The shame of Lancias from this era is that they came loaded with the good stuff, from disc brakes to fully independent suspensions and five-speed manual transmissions. They suffered at the hands of emissions and safety zealots here in the U.S., with ugly “park bench” bumpers and power-robbing equipment that further limited its already modest output.

Despite the sun having taken its toll on the exterior, the cabin of this Beta remains in excellent condition, with deeply bolstered bucket seats front and rear that look like they haven’t aged a bit. The limited photos show the door panels have gone missing but that the dash and seat upholstery appear to be in good shape for the condition of the car.

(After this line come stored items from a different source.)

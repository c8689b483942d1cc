use std::{path::PathBuf, sync::Arc};

use crate::{
    adaptor::{AdaptorRegistry, EdgeAdaptor, NodeAdaptor, DEFAULT_FORMAT},
    err::{anyhow, Result},
    network::Network,
    population::{ConnectionType, EdgePopulation, NodeId, NodePopulation},
    reader::{Attribute, EdgeTable, EdgeType, NodeTable, NodeType},
    Map,
};
use serde_json::Value;

/// Component holding the `dynamics_params` files of a model type.
///
/// * biophysical  -> biophysical_neuron_models_dir
/// * point_neuron -> point_neuron_models_dir
/// * anything else -> <model_type>_models_dir
fn models_dir(model_type: &str) -> String {
    match model_type {
        "biophysical" => String::from("biophysical_neuron_models_dir"),
        other => format!("{other}_models_dir"),
    }
}

const SYNAPTIC_MODELS_DIR: &str = "synaptic_models_dir";

/// A node population following SONATA conventions: every node references a
/// node type, node level attributes override type level ones.
#[derive(Debug)]
pub struct SonataNodes {
    name: String,
    node_ids: Vec<NodeId>,
    type_ids: Vec<u64>,
    attributes: Vec<Map<String, Attribute>>,
    types: Map<u64, NodeType>,
    /// node id -> row
    index: Map<NodeId, usize>,
    n_virtual: usize,
    /// node type id -> resolved dynamics_params file, filled by `initialize`
    pub dynamics_params: Map<u64, PathBuf>,
}

impl SonataNodes {
    pub fn new(table: NodeTable) -> Result<Self> {
        let NodeTable {
            name,
            node_ids,
            type_ids,
            mut attributes,
            types,
        } = table;
        let size = node_ids.len();
        if size != type_ids.len() {
            return Err(anyhow!("Population {name} has mismatched #node_ids ./. #type_ids").into());
        }
        if attributes.is_empty() {
            attributes.resize_with(size, Map::new);
        } else if attributes.len() != size {
            return Err(anyhow!("Population {name} has mismatched #node_ids ./. #attributes").into());
        }
        let types = types
            .into_iter()
            .map(|ty| (ty.type_id, ty))
            .collect::<Map<_, _>>();
        let mut index = Map::new();
        let mut n_virtual = 0;
        for (row, (id, ty)) in node_ids.iter().zip(type_ids.iter()).enumerate() {
            let ty = types
                .get(ty)
                .ok_or_else(|| anyhow!("Couldn't find node type {ty} in population {name}"))?;
            if ty.is_virtual() {
                n_virtual += 1;
            }
            if index.insert(*id, row).is_some() {
                return Err(anyhow!("Node id {id} appears twice in population {name}").into());
            }
        }
        Ok(Self {
            name,
            node_ids,
            type_ids,
            attributes,
            types,
            index,
            n_virtual,
            dynamics_params: Map::new(),
        })
    }

    pub fn node_type(&self, node_id: NodeId) -> Option<&NodeType> {
        let row = *self.index.get(&node_id)?;
        self.types.get(&self.type_ids[row])
    }

    pub fn is_virtual(&self, node_id: NodeId) -> bool {
        self.node_type(node_id).is_some_and(NodeType::is_virtual)
    }
}

impl NodePopulation for SonataNodes {
    fn name(&self) -> &str {
        &self.name
    }

    fn node_ids(&self) -> &[NodeId] {
        &self.node_ids
    }

    fn mixed_nodes(&self) -> bool {
        self.n_virtual > 0 && self.n_virtual < self.node_ids.len()
    }

    fn virtual_nodes_only(&self) -> bool {
        self.n_virtual > 0 && self.n_virtual == self.node_ids.len()
    }

    fn attribute(&self, node_id: NodeId, key: &str) -> Option<Value> {
        let row = *self.index.get(&node_id)?;
        let ty = self.types.get(&self.type_ids[row])?;
        match key {
            "node_type_id" => Some(Value::from(ty.type_id)),
            "model_type" => Some(Value::from(ty.model_type.as_str())),
            _ => self.attributes[row]
                .get(key)
                .or_else(|| ty.attributes.get(key))
                .map(Value::from),
        }
    }

    fn initialize(&mut self, network: &Network) -> Result<()> {
        for ty in self.types.values() {
            if ty.is_virtual() {
                continue;
            }
            if let Some(Attribute::String(file)) = ty.attributes.get("dynamics_params") {
                let dir = network.get_component(&models_dir(&ty.model_type))?;
                self.dynamics_params
                    .insert(ty.type_id, PathBuf::from(dir).join(file));
            }
        }
        Ok(())
    }
}

/// Edge population following SONATA conventions: a sparse table of
/// (source, target) pairs, each referencing an edge type.
#[derive(Debug)]
pub struct SonataEdges {
    name: String,
    source_pop: String,
    target_pop: String,
    type_ids: Vec<u64>,
    source_ids: Vec<NodeId>,
    target_ids: Vec<NodeId>,
    attributes: Vec<Map<String, Attribute>>,
    types: Map<u64, EdgeType>,
    connection_type: Option<ConnectionType>,
    /// edge type id -> resolved dynamics_params file, filled by `initialize`
    pub dynamics_params: Map<u64, PathBuf>,
}

impl SonataEdges {
    pub fn new(table: EdgeTable) -> Result<Self> {
        let EdgeTable {
            name,
            source_pop,
            target_pop,
            type_ids,
            source_ids,
            target_ids,
            mut attributes,
            types,
        } = table;
        let size = type_ids.len();
        if size != source_ids.len() {
            return Err(anyhow!("Population {name} has mismatched #type_ids ./. #source_ids").into());
        }
        if size != target_ids.len() {
            return Err(anyhow!("Population {name} has mismatched #type_ids ./. #target_ids").into());
        }
        if attributes.is_empty() {
            attributes.resize_with(size, Map::new);
        } else if attributes.len() != size {
            return Err(anyhow!("Population {name} has mismatched #type_ids ./. #attributes").into());
        }
        let types = types
            .into_iter()
            .map(|ty| (ty.type_id, ty))
            .collect::<Map<_, _>>();
        if let Some(ty) = type_ids.iter().find(|ty| !types.contains_key(ty)) {
            return Err(anyhow!("Couldn't find edge type {ty} in population {name}").into());
        }
        Ok(Self {
            name,
            source_pop,
            target_pop,
            type_ids,
            source_ids,
            target_ids,
            attributes,
            types,
            connection_type: None,
            dynamics_params: Map::new(),
        })
    }

    pub fn size(&self) -> usize {
        self.type_ids.len()
    }

    pub fn is_empty(&self) -> bool {
        self.type_ids.is_empty()
    }

    /// (source node id, target node id) in file order
    pub fn connections(&self) -> impl Iterator<Item = (NodeId, NodeId)> + '_ {
        self.source_ids
            .iter()
            .copied()
            .zip(self.target_ids.iter().copied())
    }

    /// Attribute of the edge at `index`; edge level values override the type.
    pub fn attribute(&self, index: usize, key: &str) -> Option<Value> {
        let ty = self.types.get(self.type_ids.get(index)?)?;
        match key {
            "edge_type_id" => Some(Value::from(ty.type_id)),
            _ => self.attributes[index]
                .get(key)
                .or_else(|| ty.attributes.get(key))
                .map(Value::from),
        }
    }
}

impl EdgePopulation for SonataEdges {
    fn name(&self) -> &str {
        &self.name
    }

    fn source_nodes(&self) -> &str {
        &self.source_pop
    }

    fn target_nodes(&self) -> &str {
        &self.target_pop
    }

    fn connection_type(&self) -> Option<ConnectionType> {
        self.connection_type
    }

    fn initialize(&mut self, network: &Network) -> Result<()> {
        for ty in self.types.values() {
            if let Some(Attribute::String(file)) = ty.attributes.get("dynamics_params") {
                let dir = network.get_component(SYNAPTIC_MODELS_DIR)?;
                self.dynamics_params
                    .insert(ty.type_id, PathBuf::from(dir).join(file));
            }
        }
        Ok(())
    }

    fn set_connection_type(&mut self, src: &dyn NodePopulation, trg: &dyn NodePopulation) {
        self.connection_type = Some(ConnectionType::between(src, trg));
    }
}

#[derive(Debug, Default, Clone, Copy)]
pub struct SonataNodeAdaptor;

impl NodeAdaptor for SonataNodeAdaptor {
    fn adapt(&self, table: NodeTable) -> Result<Box<dyn NodePopulation>> {
        Ok(Box::new(SonataNodes::new(table)?))
    }
}

#[derive(Debug, Default, Clone, Copy)]
pub struct SonataEdgeAdaptor;

impl EdgeAdaptor for SonataEdgeAdaptor {
    fn adapt(&self, table: EdgeTable) -> Result<Box<dyn EdgePopulation>> {
        Ok(Box::new(SonataEdges::new(table)?))
    }
}

/// Install the SONATA adaptors under the default format key.
pub fn register(registry: &mut AdaptorRegistry) {
    registry.register_nodes(DEFAULT_FORMAT, Arc::new(SonataNodeAdaptor));
    registry.register_edges(DEFAULT_FORMAT, Arc::new(SonataEdgeAdaptor));
}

Old-school blue plates give some indication as to how long the Lancia has been sitting. Lancia was not long for the world of U.S. automotive sales by the time the Beta was winding down its presence in showrooms, and what could have been a great car was left as a forgetful chapter in Lancia’s mixed history stateside. Will this Beta find a Lancia enthusiast owner to restore it, or is it a few days away from a visit to the scrapyard if the owner just wants it gone?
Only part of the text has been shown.